» **Exercise goal**: A single number is the answer here: how many lines below include "OrderTracker"?

» **Stored data**:

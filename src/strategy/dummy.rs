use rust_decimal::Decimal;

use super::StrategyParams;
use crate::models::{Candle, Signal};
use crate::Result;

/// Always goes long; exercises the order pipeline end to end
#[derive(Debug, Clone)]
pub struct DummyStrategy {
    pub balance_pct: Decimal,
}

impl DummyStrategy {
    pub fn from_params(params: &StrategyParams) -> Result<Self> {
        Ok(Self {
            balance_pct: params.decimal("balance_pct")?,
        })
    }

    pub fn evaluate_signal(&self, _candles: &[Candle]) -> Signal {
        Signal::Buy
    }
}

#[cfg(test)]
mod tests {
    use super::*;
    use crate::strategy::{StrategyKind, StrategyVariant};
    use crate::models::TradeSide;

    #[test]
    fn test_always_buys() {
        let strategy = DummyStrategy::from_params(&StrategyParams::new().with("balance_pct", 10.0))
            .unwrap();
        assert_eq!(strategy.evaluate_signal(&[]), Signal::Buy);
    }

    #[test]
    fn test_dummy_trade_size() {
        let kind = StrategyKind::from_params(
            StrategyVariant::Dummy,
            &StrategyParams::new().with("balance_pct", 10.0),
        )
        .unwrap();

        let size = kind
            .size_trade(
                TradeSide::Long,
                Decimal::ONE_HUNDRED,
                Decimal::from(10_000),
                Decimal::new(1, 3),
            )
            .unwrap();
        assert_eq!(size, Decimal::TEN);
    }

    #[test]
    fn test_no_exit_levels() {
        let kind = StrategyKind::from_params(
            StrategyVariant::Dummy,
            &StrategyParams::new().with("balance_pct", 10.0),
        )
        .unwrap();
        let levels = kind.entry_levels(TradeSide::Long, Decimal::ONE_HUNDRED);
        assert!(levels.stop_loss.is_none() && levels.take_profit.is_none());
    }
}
--
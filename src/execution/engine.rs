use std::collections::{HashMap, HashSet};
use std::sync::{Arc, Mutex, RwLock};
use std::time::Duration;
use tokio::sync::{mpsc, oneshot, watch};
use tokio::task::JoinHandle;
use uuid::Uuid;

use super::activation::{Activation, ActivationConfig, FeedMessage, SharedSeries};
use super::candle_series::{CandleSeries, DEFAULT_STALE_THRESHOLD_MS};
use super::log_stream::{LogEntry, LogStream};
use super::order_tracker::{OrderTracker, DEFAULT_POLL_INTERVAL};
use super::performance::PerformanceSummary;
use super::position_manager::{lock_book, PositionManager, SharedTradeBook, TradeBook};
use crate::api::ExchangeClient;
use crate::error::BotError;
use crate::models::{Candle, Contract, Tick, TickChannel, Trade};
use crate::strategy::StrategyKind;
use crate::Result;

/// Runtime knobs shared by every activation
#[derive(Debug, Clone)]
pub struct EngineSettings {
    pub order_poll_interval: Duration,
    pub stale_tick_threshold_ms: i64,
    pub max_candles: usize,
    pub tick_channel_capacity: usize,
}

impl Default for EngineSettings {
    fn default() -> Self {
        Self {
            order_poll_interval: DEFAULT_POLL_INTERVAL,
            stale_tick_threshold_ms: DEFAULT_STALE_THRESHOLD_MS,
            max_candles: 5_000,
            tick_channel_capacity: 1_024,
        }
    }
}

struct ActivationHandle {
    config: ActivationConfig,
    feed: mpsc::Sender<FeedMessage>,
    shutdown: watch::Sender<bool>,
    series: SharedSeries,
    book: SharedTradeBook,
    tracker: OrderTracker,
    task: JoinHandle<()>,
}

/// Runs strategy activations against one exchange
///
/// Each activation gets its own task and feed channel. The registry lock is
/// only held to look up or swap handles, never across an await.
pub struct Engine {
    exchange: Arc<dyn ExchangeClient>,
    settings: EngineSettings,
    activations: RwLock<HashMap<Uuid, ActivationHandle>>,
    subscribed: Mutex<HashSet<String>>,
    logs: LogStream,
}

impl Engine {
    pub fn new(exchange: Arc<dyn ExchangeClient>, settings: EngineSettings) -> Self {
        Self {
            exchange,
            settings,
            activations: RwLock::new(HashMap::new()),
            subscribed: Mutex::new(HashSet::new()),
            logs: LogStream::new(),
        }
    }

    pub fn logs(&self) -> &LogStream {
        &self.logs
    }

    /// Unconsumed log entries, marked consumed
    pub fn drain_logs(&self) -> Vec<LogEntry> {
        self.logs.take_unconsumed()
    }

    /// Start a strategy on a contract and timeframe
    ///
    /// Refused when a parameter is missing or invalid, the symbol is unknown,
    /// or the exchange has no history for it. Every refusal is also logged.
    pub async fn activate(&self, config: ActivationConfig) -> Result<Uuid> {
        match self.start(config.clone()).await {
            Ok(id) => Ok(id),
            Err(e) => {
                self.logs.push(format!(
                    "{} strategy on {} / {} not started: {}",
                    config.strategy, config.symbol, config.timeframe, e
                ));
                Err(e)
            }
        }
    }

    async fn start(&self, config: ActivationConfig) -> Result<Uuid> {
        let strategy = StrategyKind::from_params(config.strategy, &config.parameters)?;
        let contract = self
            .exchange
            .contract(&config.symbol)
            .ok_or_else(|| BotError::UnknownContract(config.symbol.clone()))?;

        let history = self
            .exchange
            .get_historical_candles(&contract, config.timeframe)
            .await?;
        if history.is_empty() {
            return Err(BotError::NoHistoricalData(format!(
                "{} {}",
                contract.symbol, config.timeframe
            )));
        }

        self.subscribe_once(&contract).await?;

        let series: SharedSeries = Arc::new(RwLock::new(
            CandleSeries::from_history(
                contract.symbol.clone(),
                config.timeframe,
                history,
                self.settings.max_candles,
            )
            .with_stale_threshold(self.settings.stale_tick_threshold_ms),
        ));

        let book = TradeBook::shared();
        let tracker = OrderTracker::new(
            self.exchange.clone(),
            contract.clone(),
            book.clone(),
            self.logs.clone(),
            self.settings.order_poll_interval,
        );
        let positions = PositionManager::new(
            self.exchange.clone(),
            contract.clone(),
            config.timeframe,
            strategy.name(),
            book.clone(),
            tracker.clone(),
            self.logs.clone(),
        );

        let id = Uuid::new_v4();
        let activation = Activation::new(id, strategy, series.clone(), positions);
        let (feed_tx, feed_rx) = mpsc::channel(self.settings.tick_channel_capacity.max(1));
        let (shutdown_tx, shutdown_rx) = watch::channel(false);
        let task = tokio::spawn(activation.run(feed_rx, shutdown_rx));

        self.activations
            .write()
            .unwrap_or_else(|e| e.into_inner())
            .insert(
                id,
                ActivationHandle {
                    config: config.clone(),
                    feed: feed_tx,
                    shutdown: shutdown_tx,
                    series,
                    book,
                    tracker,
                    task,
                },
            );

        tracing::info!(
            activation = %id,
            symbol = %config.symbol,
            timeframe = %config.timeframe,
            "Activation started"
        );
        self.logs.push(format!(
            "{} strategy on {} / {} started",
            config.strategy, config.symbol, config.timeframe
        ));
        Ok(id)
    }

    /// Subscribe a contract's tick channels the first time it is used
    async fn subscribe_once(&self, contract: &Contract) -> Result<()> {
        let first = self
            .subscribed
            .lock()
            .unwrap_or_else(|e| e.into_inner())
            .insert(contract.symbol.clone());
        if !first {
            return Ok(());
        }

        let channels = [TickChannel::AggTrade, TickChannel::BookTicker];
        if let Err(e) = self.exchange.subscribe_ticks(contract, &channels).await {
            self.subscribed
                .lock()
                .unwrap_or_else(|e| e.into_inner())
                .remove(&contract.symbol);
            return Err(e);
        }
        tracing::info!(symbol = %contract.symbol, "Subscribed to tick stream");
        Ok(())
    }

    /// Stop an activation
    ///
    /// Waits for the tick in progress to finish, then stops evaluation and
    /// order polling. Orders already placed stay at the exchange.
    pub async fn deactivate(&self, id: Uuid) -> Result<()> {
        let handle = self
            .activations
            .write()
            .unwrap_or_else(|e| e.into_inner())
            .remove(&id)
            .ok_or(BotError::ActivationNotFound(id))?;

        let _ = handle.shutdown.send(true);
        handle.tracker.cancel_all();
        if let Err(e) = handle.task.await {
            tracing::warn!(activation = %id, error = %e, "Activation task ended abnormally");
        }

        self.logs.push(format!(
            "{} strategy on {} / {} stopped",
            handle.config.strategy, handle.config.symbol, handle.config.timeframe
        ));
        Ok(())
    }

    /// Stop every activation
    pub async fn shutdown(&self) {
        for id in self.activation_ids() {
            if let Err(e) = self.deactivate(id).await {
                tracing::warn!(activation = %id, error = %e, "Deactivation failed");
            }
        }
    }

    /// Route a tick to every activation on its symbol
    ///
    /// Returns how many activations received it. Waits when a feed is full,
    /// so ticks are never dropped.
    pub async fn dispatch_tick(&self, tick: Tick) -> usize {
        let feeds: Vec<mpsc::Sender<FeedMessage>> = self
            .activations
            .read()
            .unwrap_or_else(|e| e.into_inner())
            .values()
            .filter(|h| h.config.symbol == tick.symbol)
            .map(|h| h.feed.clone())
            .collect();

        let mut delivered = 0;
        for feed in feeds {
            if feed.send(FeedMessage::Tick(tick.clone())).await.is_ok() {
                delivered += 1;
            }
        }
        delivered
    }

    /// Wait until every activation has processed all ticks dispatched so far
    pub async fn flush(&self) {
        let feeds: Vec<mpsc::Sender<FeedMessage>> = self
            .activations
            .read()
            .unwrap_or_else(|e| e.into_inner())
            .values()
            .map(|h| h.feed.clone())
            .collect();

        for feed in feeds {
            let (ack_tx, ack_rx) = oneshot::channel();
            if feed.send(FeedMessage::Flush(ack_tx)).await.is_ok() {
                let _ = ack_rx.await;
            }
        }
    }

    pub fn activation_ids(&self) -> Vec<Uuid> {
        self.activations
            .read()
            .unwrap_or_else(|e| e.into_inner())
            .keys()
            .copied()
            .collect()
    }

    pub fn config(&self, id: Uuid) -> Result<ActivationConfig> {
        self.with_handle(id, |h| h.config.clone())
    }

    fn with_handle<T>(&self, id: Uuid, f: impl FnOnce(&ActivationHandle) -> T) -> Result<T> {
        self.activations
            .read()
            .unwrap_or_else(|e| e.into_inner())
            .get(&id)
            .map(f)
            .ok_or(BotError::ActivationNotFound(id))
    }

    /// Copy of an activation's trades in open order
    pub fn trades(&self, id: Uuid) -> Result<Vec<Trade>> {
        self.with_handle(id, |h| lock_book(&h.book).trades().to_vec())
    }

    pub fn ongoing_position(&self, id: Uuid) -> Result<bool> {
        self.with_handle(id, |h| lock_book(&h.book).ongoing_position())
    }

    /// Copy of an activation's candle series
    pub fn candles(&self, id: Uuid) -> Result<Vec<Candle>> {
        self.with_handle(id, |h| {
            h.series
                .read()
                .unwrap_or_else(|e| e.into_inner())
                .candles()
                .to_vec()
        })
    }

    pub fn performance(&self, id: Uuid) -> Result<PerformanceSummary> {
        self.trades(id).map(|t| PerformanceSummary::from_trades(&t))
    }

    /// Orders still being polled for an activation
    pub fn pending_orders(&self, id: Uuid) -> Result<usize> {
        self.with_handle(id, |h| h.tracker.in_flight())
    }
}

» **Task answer**: 3